> [What to do]: Your job is to return every line in the data holding the string "unsupported".

Stored data:

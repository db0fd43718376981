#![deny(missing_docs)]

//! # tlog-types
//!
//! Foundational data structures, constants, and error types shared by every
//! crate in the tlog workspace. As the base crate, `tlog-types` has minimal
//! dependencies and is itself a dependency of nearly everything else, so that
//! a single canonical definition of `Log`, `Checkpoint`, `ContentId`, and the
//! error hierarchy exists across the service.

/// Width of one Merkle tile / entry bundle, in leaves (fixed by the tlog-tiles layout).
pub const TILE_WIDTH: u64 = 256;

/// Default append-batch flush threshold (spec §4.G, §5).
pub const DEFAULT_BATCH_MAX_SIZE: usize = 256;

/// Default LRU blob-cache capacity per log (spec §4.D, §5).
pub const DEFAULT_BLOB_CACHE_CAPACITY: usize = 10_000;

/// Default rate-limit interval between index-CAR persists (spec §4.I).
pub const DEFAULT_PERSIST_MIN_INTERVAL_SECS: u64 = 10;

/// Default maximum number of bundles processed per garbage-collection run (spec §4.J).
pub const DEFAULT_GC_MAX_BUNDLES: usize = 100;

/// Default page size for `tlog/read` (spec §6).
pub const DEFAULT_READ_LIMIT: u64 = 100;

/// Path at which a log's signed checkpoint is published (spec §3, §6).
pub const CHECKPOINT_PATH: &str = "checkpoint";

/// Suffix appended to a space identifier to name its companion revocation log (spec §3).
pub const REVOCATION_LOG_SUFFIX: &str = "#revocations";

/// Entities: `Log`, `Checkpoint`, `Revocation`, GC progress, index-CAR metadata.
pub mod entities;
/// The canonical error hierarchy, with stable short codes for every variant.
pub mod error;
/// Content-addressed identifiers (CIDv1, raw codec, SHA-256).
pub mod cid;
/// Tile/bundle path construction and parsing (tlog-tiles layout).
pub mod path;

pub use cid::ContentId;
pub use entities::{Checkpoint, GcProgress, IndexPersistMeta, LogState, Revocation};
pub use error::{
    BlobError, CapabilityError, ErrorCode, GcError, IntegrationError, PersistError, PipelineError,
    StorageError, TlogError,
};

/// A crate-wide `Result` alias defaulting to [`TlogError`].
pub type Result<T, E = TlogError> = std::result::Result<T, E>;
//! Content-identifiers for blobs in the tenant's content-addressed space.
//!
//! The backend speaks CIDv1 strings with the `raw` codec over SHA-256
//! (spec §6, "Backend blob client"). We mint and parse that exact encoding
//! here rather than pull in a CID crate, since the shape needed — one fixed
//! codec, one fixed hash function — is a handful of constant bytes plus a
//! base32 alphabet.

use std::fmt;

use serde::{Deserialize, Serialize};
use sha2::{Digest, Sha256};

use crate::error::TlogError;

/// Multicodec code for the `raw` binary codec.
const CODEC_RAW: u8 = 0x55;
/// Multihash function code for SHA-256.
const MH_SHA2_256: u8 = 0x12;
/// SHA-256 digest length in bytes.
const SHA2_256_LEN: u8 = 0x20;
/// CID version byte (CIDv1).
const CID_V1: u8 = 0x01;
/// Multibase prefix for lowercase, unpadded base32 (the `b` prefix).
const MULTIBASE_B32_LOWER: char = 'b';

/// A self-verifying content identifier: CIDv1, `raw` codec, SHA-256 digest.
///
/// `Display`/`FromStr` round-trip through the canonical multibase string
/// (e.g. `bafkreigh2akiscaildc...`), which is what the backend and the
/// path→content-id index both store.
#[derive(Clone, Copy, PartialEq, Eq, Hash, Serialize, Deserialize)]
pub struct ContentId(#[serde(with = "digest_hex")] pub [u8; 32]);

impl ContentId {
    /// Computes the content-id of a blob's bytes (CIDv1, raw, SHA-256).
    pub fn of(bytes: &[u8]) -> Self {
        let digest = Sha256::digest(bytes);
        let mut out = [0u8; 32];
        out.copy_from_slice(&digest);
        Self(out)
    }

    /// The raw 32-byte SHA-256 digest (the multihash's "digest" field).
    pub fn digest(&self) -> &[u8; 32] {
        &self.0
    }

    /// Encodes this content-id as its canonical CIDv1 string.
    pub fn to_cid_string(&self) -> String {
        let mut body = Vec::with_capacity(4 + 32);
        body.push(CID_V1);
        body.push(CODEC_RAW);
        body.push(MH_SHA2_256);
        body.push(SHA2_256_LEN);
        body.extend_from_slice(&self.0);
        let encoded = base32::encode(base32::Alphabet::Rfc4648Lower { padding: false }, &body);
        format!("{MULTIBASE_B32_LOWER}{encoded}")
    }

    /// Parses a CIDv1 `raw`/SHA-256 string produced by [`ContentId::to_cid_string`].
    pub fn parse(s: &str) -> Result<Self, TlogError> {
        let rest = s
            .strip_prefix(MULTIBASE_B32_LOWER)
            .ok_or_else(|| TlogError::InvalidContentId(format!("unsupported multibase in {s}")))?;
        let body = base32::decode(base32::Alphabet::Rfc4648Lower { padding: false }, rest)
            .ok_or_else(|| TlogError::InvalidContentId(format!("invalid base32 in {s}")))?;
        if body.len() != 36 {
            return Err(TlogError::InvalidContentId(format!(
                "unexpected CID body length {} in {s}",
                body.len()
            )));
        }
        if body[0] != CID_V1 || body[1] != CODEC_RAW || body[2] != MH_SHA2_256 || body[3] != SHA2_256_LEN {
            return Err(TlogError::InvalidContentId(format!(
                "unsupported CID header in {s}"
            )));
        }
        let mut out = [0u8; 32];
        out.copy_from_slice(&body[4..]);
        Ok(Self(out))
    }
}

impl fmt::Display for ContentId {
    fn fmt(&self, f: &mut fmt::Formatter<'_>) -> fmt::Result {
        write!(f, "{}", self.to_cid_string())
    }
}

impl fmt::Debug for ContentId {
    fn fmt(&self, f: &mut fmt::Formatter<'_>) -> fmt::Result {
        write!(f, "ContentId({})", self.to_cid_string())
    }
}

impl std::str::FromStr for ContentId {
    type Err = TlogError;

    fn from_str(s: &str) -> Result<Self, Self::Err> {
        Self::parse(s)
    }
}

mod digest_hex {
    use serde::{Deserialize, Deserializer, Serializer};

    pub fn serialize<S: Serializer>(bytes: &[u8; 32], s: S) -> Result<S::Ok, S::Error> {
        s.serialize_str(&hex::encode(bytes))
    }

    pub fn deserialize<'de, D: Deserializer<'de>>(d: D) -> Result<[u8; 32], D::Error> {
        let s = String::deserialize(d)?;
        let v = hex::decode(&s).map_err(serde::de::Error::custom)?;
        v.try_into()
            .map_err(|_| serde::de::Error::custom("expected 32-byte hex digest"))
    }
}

> [Task result]:
            .ok_or_else(|| TlogError::InvalidContentId(format!("unsupported multibase in {s}")))?;
                "unsupported CID header in {s}"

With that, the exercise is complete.